Saved data entries:
----
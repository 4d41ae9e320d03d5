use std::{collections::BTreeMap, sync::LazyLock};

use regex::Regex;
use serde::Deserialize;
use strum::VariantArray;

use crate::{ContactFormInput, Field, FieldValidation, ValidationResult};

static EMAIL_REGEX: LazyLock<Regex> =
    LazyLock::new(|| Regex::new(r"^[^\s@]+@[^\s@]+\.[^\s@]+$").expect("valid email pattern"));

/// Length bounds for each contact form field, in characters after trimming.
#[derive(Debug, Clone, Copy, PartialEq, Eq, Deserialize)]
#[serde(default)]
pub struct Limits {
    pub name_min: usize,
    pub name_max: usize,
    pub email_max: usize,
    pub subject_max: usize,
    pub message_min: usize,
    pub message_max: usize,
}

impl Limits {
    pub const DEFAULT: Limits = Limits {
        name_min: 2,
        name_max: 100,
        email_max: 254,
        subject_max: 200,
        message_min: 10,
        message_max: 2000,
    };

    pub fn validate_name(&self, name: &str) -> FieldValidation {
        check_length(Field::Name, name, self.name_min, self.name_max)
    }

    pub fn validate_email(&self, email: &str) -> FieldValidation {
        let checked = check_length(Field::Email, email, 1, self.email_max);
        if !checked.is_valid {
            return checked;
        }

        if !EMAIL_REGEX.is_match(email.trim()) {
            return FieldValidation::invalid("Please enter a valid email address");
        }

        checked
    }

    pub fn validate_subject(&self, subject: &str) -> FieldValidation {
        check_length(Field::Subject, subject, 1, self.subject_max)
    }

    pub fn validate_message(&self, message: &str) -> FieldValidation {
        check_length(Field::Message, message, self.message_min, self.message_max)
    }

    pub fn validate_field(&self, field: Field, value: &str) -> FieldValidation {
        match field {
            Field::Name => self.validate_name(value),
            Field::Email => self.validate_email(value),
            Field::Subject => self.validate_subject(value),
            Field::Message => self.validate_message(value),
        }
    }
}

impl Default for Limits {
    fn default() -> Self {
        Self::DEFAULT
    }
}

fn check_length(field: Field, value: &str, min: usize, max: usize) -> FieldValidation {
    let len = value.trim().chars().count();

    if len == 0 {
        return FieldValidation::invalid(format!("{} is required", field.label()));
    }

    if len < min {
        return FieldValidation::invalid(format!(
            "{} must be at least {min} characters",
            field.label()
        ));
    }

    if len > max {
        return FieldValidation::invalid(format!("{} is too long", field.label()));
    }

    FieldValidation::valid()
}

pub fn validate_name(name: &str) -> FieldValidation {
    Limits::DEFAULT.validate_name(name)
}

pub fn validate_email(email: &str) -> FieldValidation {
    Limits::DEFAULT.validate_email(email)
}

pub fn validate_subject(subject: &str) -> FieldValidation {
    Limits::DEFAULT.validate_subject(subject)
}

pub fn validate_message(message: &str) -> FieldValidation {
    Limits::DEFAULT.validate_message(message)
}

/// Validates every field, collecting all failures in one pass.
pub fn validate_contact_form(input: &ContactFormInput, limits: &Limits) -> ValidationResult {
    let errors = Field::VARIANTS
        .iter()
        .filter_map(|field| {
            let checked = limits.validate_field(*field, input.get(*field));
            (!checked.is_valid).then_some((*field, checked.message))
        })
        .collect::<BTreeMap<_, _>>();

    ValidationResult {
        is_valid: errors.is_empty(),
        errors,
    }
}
----
Requirement: Reproduce the records above exactly. Leave nothing out.

Result of this exercise:
repository 4d41ae9e320d03d5
use std::{collections::BTreeMap, sync::LazyLock};

use regex::Regex;
use serde::Deserialize;
use strum::VariantArray;

use crate::{ContactFormInput, Field, FieldValidation, ValidationResult};

static EMAIL_REGEX: LazyLock<Regex> =
    LazyLock::new(|| Regex::new(r"^[^\s@]+@[^\s@]+\.[^\s@]+$").expect("valid email pattern"));

/// Length bounds for each contact form field, in characters after trimming.
#[derive(Debug, Clone, Copy, PartialEq, Eq, Deserialize)]
#[serde(default)]
pub struct Limits {
    pub name_min: usize,
    pub name_max: usize,
    pub email_max: usize,
    pub subject_max: usize,
    pub message_min: usize,
    pub message_max: usize,
}

impl Limits {
    pub const DEFAULT: Limits = Limits {
        name_min: 2,
        name_max: 100,
        email_max: 254,
        subject_max: 200,
        message_min: 10,
        message_max: 2000,
    };

    pub fn validate_name(&self, name: &str) -> FieldValidation {
        check_length(Field::Name, name, self.name_min, self.name_max)
    }

    pub fn validate_email(&self, email: &str) -> FieldValidation {
        let checked = check_length(Field::Email, email, 1, self.email_max);
        if !checked.is_valid {
            return checked;
        }

        if !EMAIL_REGEX.is_match(email.trim()) {
            return FieldValidation::invalid("Please enter a valid email address");
        }

        checked
    }

    pub fn validate_subject(&self, subject: &str) -> FieldValidation {
        check_length(Field::Subject, subject, 1, self.subject_max)
    }

    pub fn validate_message(&self, message: &str) -> FieldValidation {
        check_length(Field::Message, message, self.message_min, self.message_max)
    }

    pub fn validate_field(&self, field: Field, value: &str) -> FieldValidation {
        match field {
            Field::Name => self.validate_name(value),
            Field::Email => self.validate_email(value),
            Field::Subject => self.validate_subject(value),
            Field::Message => self.validate_message(value),
        }
    }
}

impl Default for Limits {
    fn default() -> Self {
        Self::DEFAULT
    }
}

fn check_length(field: Field, value: &str, min: usize, max: usize) -> FieldValidation {
    let len = value.trim().chars().count();

    if len == 0 {
        return FieldValidation::invalid(format!("{} is required", field.label()));
    }

    if len < min {
        return FieldValidation::invalid(format!(
            "{} must be at least {min} characters",
            field.label()
        ));
    }

    if len > max {
        return FieldValidation::invalid(format!("{} is too long", field.label()));
    }

    FieldValidation::valid()
}

pub fn validate_name(name: &str) -> FieldValidation {
    Limits::DEFAULT.validate_name(name)
}

pub fn validate_email(email: &str) -> FieldValidation {
    Limits::DEFAULT.validate_email(email)
}

pub fn validate_subject(subject: &str) -> FieldValidation {
    Limits::DEFAULT.validate_subject(subject)
}

pub fn validate_message(message: &str) -> FieldValidation {
    Limits::DEFAULT.validate_message(message)
}

/// Validates every field, collecting all failures in one pass.
pub fn validate_contact_form(input: &ContactFormInput, limits: &Limits) -> ValidationResult {
    let errors = Field::VARIANTS
        .iter()
        .filter_map(|field| {
            let checked = limits.validate_field(*field, input.get(*field));
            (!checked.is_valid).then_some((*field, checked.message))
        })
        .collect::<BTreeMap<_, _>>();

    ValidationResult {
        is_valid: errors.is_empty(),
        errors,
    }
}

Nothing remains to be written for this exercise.